¿Tienen o no tienen sentido los salones  profesionales de ciclismo? Esta pregunta hace  ya tiempo que se pone sobra la mesa de las juntas directivas de las principales marcas de  ciclismo en España y en el mundo, sobre todo cuando no es nada barato ni el desplazamiento  ni la exposición y cuando el tiempo que nos ha  tocado vivir ofrece otras opciones y va mucho más deprisa. Una realidad que no es exclusiva  del sector del ciclismo, sino que es común en la mayoría de los deportes. Son muchos los salones deportivos que han ido envejeciendo con el paso de los años, incapaces de encontrar el elixir de la juventud, por más que han variado su propuesta, mirando de adaptarse a la realidad actual y de atraer a un público nuevo.

Eurobike, el pulso del sector
Cuando dos marcas referentes como Specialized  y Trek anuncian su no presencia en un salón al que acudían hasta la fecha con regularidad, los máximos responsables del salón en cuestión tienen que sentarse a reflexionar, que es lo que ha ocurrido en Eurobike, adonde tampoco se van a desplazar cuatro de las empresas más importantes dentro del negocio del ciclismo en España: Catlike, Mondraker, Orbea y Spiuk. Las razones aducidas son varias, como el mayor o menor interés por el mercado alemán, el no acabar de convencer el nuevo modelo de Eurobike, con dos días finales pensados para el gran público, el preferir trabajar directamente con sus distribuidores locales, apostar por tener presencia en otro tipo de eventos y, en definitiva, en reforzar más su Departamento de Marketing y las políticas de este.

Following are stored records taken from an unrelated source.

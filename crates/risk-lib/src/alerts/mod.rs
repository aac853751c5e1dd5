//! Preventive incident-risk alerts
//!
//! This module provides:
//! - Threshold filtering of the latest per-stream predictions
//! - Alertmanager webhook formatting for raised alerts

mod alerter;

pub use alerter::{
    AlertEvaluator, AlertKind, AlertSeverity, AlertmanagerAlert, AlertmanagerPayload, RiskAlert,
    CRITICAL_RISK_SCORE,
};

Pero ¿cuál es la actividad de un salón, en este caso de ciclismo? La respuesta varía en función de si se trata de un salón principalmente profesional o si es abierto al consumidor final, al público. Básicamente lo que hace una marca es disfrutar de un espacio, cuyos metros cuadrados van en función del presupuesto de que dispone, y de mostrar sus creaciones. Las muestra a la prensa especializada de todo el mundo que acude al salón en cuestión y la muestra a los principales clientes de su país –distribuidores y tiendas– que se desplazan hasta el salón ya que tienen la oportunidad de ver buena parte de la colección, por no decir toda, y poder realizar las programaciones pertinentes; además de estar expuestos a nuevos mercados, gracias a agentes o distribuidores que quieran llevar una nueva marca o referencia a su país. Este modelo lleva funcionando toda la vida, pero es cierto que hace ya tiempo que presenta síntomas de flaqueza, aunque los responsables de los diferentes salones se las han ido ingeniando para seguir aguantando el tipo, cuando además cada vez se muestran las colecciones con mayor adelanto a distribuidores y prensa especializada como Solo Bici. De ahí que sean muchos los que se planteen, pero ¿vale la pena el esfuerzo humano y económico que representa un salón profesional?

El termómetro nacional
España ha sido un buen ejemplo de las idas y las venidas de los salones, donde varias buenas iniciativas, que parecían que iban a triunfar, se han quedado por el camino. Unibike celebró en septiembre su tercera edición sacando músculo, pero no puede decirse lo mismo de Bibe –que empezó con mucha fuerza y que ya ha pasado a ser bianual–, o de la iniciativa que quería aunar ciclismo y turismo, como Bici&Go!, del que no ha llegado a celebrarse ni la primera edición. Y es que Barcelona ciudad no es una plaza fácil de torear para nadie. Varios ejemplos acreditan estas palabras, desde el desaparecido Nivalia –salón de los deportes de invierno que fue todo un referente, que no supo ponerse al día y que acabó desapareciendo– hasta el emergente Bike&Show, que contaba con todo lo necesario para seducir a las marcas y a los aficionados y, que tras un par de ediciones, pasó a mejor vida.

Da la sensación, pues, de que el modelo de los salones profesionales se halla en la cuerda floja, mirando de adaptarse a la era digital y a la época actual, así como a la propuesta alternativa de los salones activos, como pueda ser el Roc d’Azur en Francia, todo un referente, centrado solo en el mountain bike, o el nuevo Sant Andreu Festival de Solo Bici, una plataforma que ha convencido a las marcas para mostrar sus novedades y que ofrecerá a los aficionados la exclusiva de poder ver, tocar y probar los nuevos modelos de sus marcas favoritas. Una ocasión única.